▶ What is expected
Every line below from the one containing "channels.copy_from_slice(&self.data[offset..offset + CHANNELS]);" to the final line must be reproduced exactly, and no other line may appear in the answer.

** Task inputs follows **

//! WASM API module for browser/JS interop
//!
//! Exposes grid validation and code generation to the editor front end.

use wasm_bindgen::prelude::*;

use crate::code::{CodeFactory, FormatOptions, Viewport};
use crate::grid::encode_literal;
use crate::naming::{self, DEFAULT_VARIABLE_NAME};
use crate::packed::PackedImage;

/// Initialize panic hook for better error messages in WASM
#[wasm_bindgen(start)]
pub fn init_panic_hook() {
    #[cfg(feature = "wasm")]
    console_error_panic_hook::set_once();
}

/// Result of encoding a grid literal to RGBA pixels.
#[wasm_bindgen]
pub struct EncodeResult {
    width: u32,
    height: u32,
    pixels: Vec<u8>,
}

#[wasm_bindgen]
impl EncodeResult {
    #[wasm_bindgen(getter)]
    pub fn width(&self) -> u32 {
        self.width
    }

    #[wasm_bindgen(getter)]
    pub fn height(&self) -> u32 {
        self.height
    }

    /// Raw RGBA pixel data (4 bytes per pixel, row-major)
    #[wasm_bindgen(getter)]
    pub fn pixels(&self) -> Vec<u8> {
        self.pixels.clone()
    }
}

/// Validate and pack a grid literal.
///
/// Throws the validation message on malformed input.
#[wasm_bindgen]
pub fn encode_grid(literal: &str) -> Result<EncodeResult, JsValue> {
    let image = encode_literal(literal).map_err(|e| JsValue::from_str(&e.to_string()))?;
    Ok(EncodeResult { width: image.width(), height: image.height(), pixels: image.into_data() })
}

/// Generate a formatted program for packed RGBA pixels.
///
/// # Arguments
/// * `name` - Variable name for the pixel data
/// * `rgba` - Row-major RGBA bytes, `width * height * 4` long
/// * `viewport_width`, `viewport_height` - Preview area the pixel size is fitted to
#[wasm_bindgen]
pub fn generate_code(
    name: &str,
    rgba: Vec<u8>,
    width: u32,
    height: u32,
    align: bool,
    describe: bool,
    indentation: usize,
    viewport_width: u32,
    viewport_height: u32,
) -> Result<String, JsValue> {
    let image =
        PackedImage::new(rgba, width, height).map_err(|e| JsValue::from_str(&e.to_string()))?;

    let mut factory = CodeFactory::generate(name, &image);
    factory
        .apply(&FormatOptions { align, describe, indentation })
        .map_err(|e| JsValue::from_str(&e.to_string()))?;
    Ok(factory.render(&Viewport::new(viewport_width, viewport_height)))
}

/// Derive a variable name from an uploaded file name.
///
/// An empty `default_name` falls back to `pixelData`.
#[wasm_bindgen]
pub fn clean_file_name(file_name: &str, default_name: &str) -> String {
    let default_name = if default_name.is_empty() { DEFAULT_VARIABLE_NAME } else { default_name };
    naming::clean_file_name(file_name, default_name)
}
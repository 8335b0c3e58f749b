//! Command-line interface implementation
//!
//! This module provides the CLI entry point and dispatches to submodules
//! for specific command implementations.

mod generate;
mod reformat;
mod sample;
mod validate;

use clap::{Args, Parser, Subcommand};
use std::path::{Path, PathBuf};
use std::process::ExitCode;

use crate::code::{Viewport, INDENTATION_CHOICES};
use crate::config::{load_config, merge_cli_overrides, CliOverrides, DataPixelsConfig};
use crate::samples::SAMPLE_NAMES;

/// Exit codes
pub(crate) const EXIT_SUCCESS: u8 = 0;
pub(crate) const EXIT_ERROR: u8 = 1;
pub(crate) const EXIT_INVALID_ARGS: u8 = 2;

/// DataPixels - Generate pixel art program code from images and color grids
#[derive(Parser)]
#[command(name = "datapixels")]
#[command(about = "DataPixels - Generate pixel art program code from images and color grids")]
#[command(version)]
pub struct Cli {
    #[command(subcommand)]
    pub command: Commands,
}

/// Formatting flags shared by commands that print code
#[derive(Args, Debug, Clone, Default)]
pub struct FormatArgs {
    /// Visually align literal columns (true/false, default from config)
    #[arg(long)]
    pub align: Option<bool>,

    /// Prefix channel values with R:, G:, B:, A: (true/false, default from config)
    #[arg(long)]
    pub describe: Option<bool>,

    /// Spaces before each row: 2, 4 or 8
    #[arg(long, value_parser = parse_indentation)]
    pub indent: Option<usize>,

    /// Preview viewport the pixel size is computed for (e.g. "640x480")
    #[arg(long)]
    pub viewport: Option<Viewport>,

    /// Print only the array literal instead of the full program
    #[arg(long)]
    pub literal_only: bool,

    /// Configuration file (default: discovered datapixels.toml)
    #[arg(long)]
    pub config: Option<PathBuf>,
}

#[derive(Subcommand)]
pub enum Commands {
    /// Generate program code from an image (.png, .gif, .jpg) or a grid literal file
    Generate {
        /// Input image or grid literal
        input: PathBuf,

        /// Variable name for the pixel data (default: derived from the file name)
        #[arg(short, long)]
        name: Option<String>,

        /// Import images above the configured pixel area limit
        #[arg(long)]
        allow_large: bool,

        /// Also write the code record (for later `reformat`) to this file
        #[arg(long)]
        record: Option<PathBuf>,

        /// Output file (default: stdout)
        #[arg(short, long)]
        output: Option<PathBuf>,

        #[command(flatten)]
        format: FormatArgs,
    },
    /// Reformat code previously generated with `--record`
    Reformat {
        /// Code record file
        record: PathBuf,

        /// Output file (default: stdout)
        #[arg(short, long)]
        output: Option<PathBuf>,

        /// Don't update the record file
        #[arg(long)]
        dry_run: bool,

        #[command(flatten)]
        format: FormatArgs,
    },
    /// Check a grid literal file without generating code
    Validate {
        /// Grid literal file
        input: PathBuf,
    },
    /// Print a built-in sample (basic, mario, luigi, heart)
    Sample {
        /// Sample name
        #[arg(value_parser = SAMPLE_NAMES)]
        name: String,

        #[command(flatten)]
        format: FormatArgs,
    },
}

/// Run the CLI application
pub fn run() -> ExitCode {
    let cli = Cli::parse();

    match cli.command {
        Commands::Generate { input, name, allow_large, record, output, format } => {
            generate::run_generate(
                &input,
                name.as_deref(),
                allow_large,
                record.as_deref(),
                output.as_deref(),
                &format,
            )
        }
        Commands::Reformat { record, output, dry_run, format } => {
            reformat::run_reformat(&record, output.as_deref(), dry_run, &format)
        }
        Commands::Validate { input } => validate::run_validate(&input),
        Commands::Sample { name, format } => sample::run_sample(&name, &format),
    }
}

fn parse_indentation(s: &str) -> Result<usize, String> {
    let spaces: usize = s.parse().map_err(|_| format!("'{}' is not a number of spaces", s))?;
    if INDENTATION_CHOICES.contains(&spaces) {
        Ok(spaces)
    } else {
        Err(format!("indentation must be one of {:?}", INDENTATION_CHOICES))
    }
}

/// Load the configuration and apply command-line overrides.
///
/// Prints the error and returns the exit code on failure.
pub(crate) fn effective_config(format: &FormatArgs) -> Result<DataPixelsConfig, ExitCode> {
    let mut config = match load_config(format.config.as_deref()) {
        Ok(config) => config,
        Err(e) => {
            eprintln!("Error: {}", e);
            return Err(ExitCode::from(EXIT_INVALID_ARGS));
        }
    };

    let overrides = CliOverrides {
        alignment: format.align,
        description: format.describe,
        indentation: format.indent,
        viewport: format.viewport.map(|v| (v.width, v.height)),
    };
    merge_cli_overrides(&mut config, &overrides);
    Ok(config)
}

/// Write generated content to a file, or print it to stdout.
pub(crate) fn emit(content: &str, output: Option<&Path>) -> Result<(), ExitCode> {
    match output {
        Some(path) => {
            if let Err(e) = std::fs::write(path, content) {
                eprintln!("Error: Failed to write '{}': {}", path.display(), e);
                return Err(ExitCode::from(EXIT_ERROR));
            }
            log::info!("wrote {} bytes to {}", content.len(), path.display());
            println!("Generated: {}", path.display());
        }
        None => println!("{}", content),
    }
    Ok(())
}
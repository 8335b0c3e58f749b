//! Runnable program template around a generated literal

use std::fmt;
use std::str::FromStr;

use serde::{Deserialize, Serialize};

/// Class the generated program instantiates
pub const CLASS_NAME: &str = "DataPixels";

/// Module the class is imported from
pub const MODULE_PATH: &str = "./DataPixels.js";

/// Name of the pixel size constant in the generated program
pub const PIXEL_SIZE: &str = "pixelSize";

/// Fraction of the preview viewport a rendered image may occupy
pub const FRAME_VIEW_MARGIN: f64 = 0.85;

/// Preview area the generated program will be displayed in.
#[derive(Debug, Clone, Copy, PartialEq, Serialize, Deserialize)]
pub struct Viewport {
    pub width: u32,
    pub height: u32,
    #[serde(default = "default_margin")]
    pub margin: f64,
}

fn default_margin() -> f64 {
    FRAME_VIEW_MARGIN
}

impl Default for Viewport {
    fn default() -> Self {
        Self { width: 640, height: 480, margin: FRAME_VIEW_MARGIN }
    }
}

impl Viewport {
    pub fn new(width: u32, height: u32) -> Self {
        Self { width, height, margin: FRAME_VIEW_MARGIN }
    }

    pub fn with_margin(mut self, margin: f64) -> Self {
        self.margin = margin;
        self
    }

    /// Size of one image pixel, in device pixels, for an image of the given
    /// dimensions to fit this viewport. Never less than 1.
    pub fn pixel_size(&self, image_width: u32, image_height: u32) -> u32 {
        let image_size = image_width.max(image_height).max(1) as f64;
        let frame_size = self.width.min(self.height) as f64 * self.margin;
        (frame_size / image_size).round().max(1.0) as u32
    }
}

impl fmt::Display for Viewport {
    fn fmt(&self, f: &mut fmt::Formatter<'_>) -> fmt::Result {
        write!(f, "{}x{}", self.width, self.height)
    }
}

/// Parses `WIDTHxHEIGHT`, e.g. `640x480`.
impl FromStr for Viewport {
    type Err = String;

    fn from_str(s: &str) -> Result<Self, Self::Err> {
        let (width, height) = s
            .split_once(&['x', 'X'][..])
            .ok_or_else(|| format!("invalid viewport '{}', expected WIDTHxHEIGHT", s))?;
        let width: u32 =
            width.trim().parse().map_err(|_| format!("invalid viewport width '{}'", width))?;
        let height: u32 =
            height.trim().parse().map_err(|_| format!("invalid viewport height '{}'", height))?;
        if width == 0 || height == 0 {
            return Err(format!("viewport '{}' must be non-empty", s));
        }
        Ok(Self::new(width, height))
    }
}

/// Wrap a literal into a program that imports the class, sizes the pixels,
/// instantiates the class, and mounts the resulting image.
pub fn render_program(variable_name: &str, literal: &str, pixel_size: u32) -> String {
    format!(
        "import {class} from \"{module}\";\n\n\
         {literal}\n\n\
         const {size_name} = {pixel_size};\n\n\
         const dp = new {class}({variable_name}, {size_name});\n\n\
         document.body.appendChild(dp.image);",
        class = CLASS_NAME,
        module = MODULE_PATH,
        literal = literal,
        size_name = PIXEL_SIZE,
        pixel_size = pixel_size,
        variable_name = variable_name,
    )
}
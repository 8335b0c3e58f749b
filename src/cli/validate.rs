//! Validate command implementation

use std::path::Path;
use std::process::ExitCode;

use crate::grid::PixelGrid;

use super::{EXIT_ERROR, EXIT_SUCCESS};

/// Execute the validate command
pub fn run_validate(input: &Path) -> ExitCode {
    let literal = match std::fs::read_to_string(input) {
        Ok(literal) => literal,
        Err(e) => {
            eprintln!("Error: Cannot open input file '{}': {}", input.display(), e);
            return ExitCode::from(EXIT_ERROR);
        }
    };

    match PixelGrid::parse(&literal).and_then(|grid| grid.encode()) {
        Ok(image) => {
            println!("Valid: {}x{} ({} bytes)", image.width(), image.height(), image.data().len());
            ExitCode::from(EXIT_SUCCESS)
        }
        Err(e) => {
            log::debug!("{} failed with {:?}", input.display(), e.kind());
            eprintln!("Error: {}: {}", input.display(), e);
            ExitCode::from(EXIT_ERROR)
        }
    }
}
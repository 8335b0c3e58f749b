//! DataPixels - Library for turning pixel art into program code
//!
//! This library provides functionality to:
//! - Validate hand-written color grids and pack them into RGBA bytes
//! - Import PNG, GIF and JPEG images as packed pixels
//! - Generate an array literal from packed pixels and keep it formatted
//!   (alignment, channel labels, indentation)
//! - Wrap the literal in a runnable program and persist editor state

pub mod cli;
pub mod code;
pub mod color;
pub mod config;
pub mod grid;
pub mod import;
pub mod naming;
pub mod packed;
pub mod samples;

#[cfg(feature = "wasm")]
pub mod wasm;
//! Sample command implementation

use std::process::ExitCode;

use crate::code::CodeFactory;
use crate::samples::{sample_grid, BASIC_PROGRAM};

use super::{effective_config, FormatArgs, EXIT_ERROR, EXIT_INVALID_ARGS, EXIT_SUCCESS};

/// Execute the sample command
pub fn run_sample(name: &str, format: &FormatArgs) -> ExitCode {
    if name == "basic" {
        println!("{}", BASIC_PROGRAM);
        return ExitCode::from(EXIT_SUCCESS);
    }

    let Some(sprite) = sample_grid(name) else {
        eprintln!("Error: Unknown sample '{}'", name);
        return ExitCode::from(EXIT_INVALID_ARGS);
    };

    let config = match effective_config(format) {
        Ok(config) => config,
        Err(code) => return code,
    };

    let image = match sprite.to_grid().and_then(|grid| grid.encode()) {
        Ok(image) => image,
        Err(e) => {
            eprintln!("Error: sample '{}': {}", name, e);
            return ExitCode::from(EXIT_ERROR);
        }
    };

    let mut factory = CodeFactory::generate(sprite.name, &image);
    if let Err(e) = factory.apply(&config.format_options()) {
        eprintln!("Error: {}", e);
        return ExitCode::from(EXIT_INVALID_ARGS);
    }

    if format.literal_only {
        println!("{}", factory.code());
    } else {
        println!("{}", factory.render(&config.viewport()));
    }
    ExitCode::from(EXIT_SUCCESS)
}
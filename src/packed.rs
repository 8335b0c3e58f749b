//! Packed RGBA pixel buffers
//!
//! `PackedImage` is the bridge between validated pixel grids, decoded images,
//! and the code factory. The buffer is row-major RGBA, 4 bytes per pixel.

use image::{Rgba, RgbaImage};
use serde::{Deserialize, Serialize};

use crate::grid::ValidationError;

/// Bytes per RGBA pixel
pub const CHANNELS: usize = 4;

/// A flat RGBA buffer with its dimensions.
///
/// Both dimensions are positive and the buffer length is always
/// `4 * width * height`; every constructor checks it, deserialization
/// included, so holders never need to.
#[derive(Debug, Clone, PartialEq, Eq, Serialize, Deserialize)]
#[serde(try_from = "RawImage")]
pub struct PackedImage {
    data: Vec<u8>,
    width: u32,
    height: u32,
}

/// Unchecked wire form of [`PackedImage`]
#[derive(Deserialize)]
struct RawImage {
    data: Vec<u8>,
    width: u32,
    height: u32,
}

impl TryFrom<RawImage> for PackedImage {
    type Error = ValidationError;

    fn try_from(raw: RawImage) -> Result<Self, Self::Error> {
        Self::new(raw.data, raw.width, raw.height)
    }
}

impl PackedImage {
    /// Wrap an RGBA buffer, rejecting empty dimensions and a length that
    /// does not match them.
    pub fn new(data: Vec<u8>, width: u32, height: u32) -> Result<Self, ValidationError> {
        if width == 0 || height == 0 {
            return Err(ValidationError::MalformedShape(format!(
                "image is {}x{}, both dimensions must be positive",
                width, height
            )));
        }

        // u32 x u32 fits in u64; only the channel factor can saturate.
        let expected = (width as u64 * height as u64).saturating_mul(CHANNELS as u64);
        let found = data.len() as u64;
        if found != expected {
            return Err(ValidationError::LengthMismatch { expected, found });
        }
        Ok(Self { data, width, height })
    }

    /// Copy the pixels of a decoded image.
    pub fn from_rgba_image(image: &RgbaImage) -> Result<Self, ValidationError> {
        Self::new(image.as_raw().clone(), image.width(), image.height())
    }

    pub fn width(&self) -> u32 {
        self.width
    }

    pub fn height(&self) -> u32 {
        self.height
    }

    /// Raw row-major RGBA bytes
    pub fn data(&self) -> &[u8] {
        &self.data
    }

    pub fn into_data(self) -> Vec<u8> {
        self.data
    }

    /// Pixel at `(x, y)`. Panics when out of bounds, like `RgbaImage::get_pixel`.
    pub fn pixel(&self, x: u32, y: u32) -> Rgba<u8> {
        assert!(x < self.width && y < self.height, "pixel ({}, {}) out of bounds", x, y);
        let offset = CHANNELS * (y as usize * self.width as usize + x as usize);
        let mut channels = [0u8; CHANNELS];
        channels.copy_from_slice(&self.data[offset..offset + CHANNELS]);
        Rgba(channels)
    }
}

** End of Task inputs **

▶ Answer to this problem
        channels.copy_from_slice(&self.data[offset..offset + CHANNELS]);
        Rgba(channels)
    }
}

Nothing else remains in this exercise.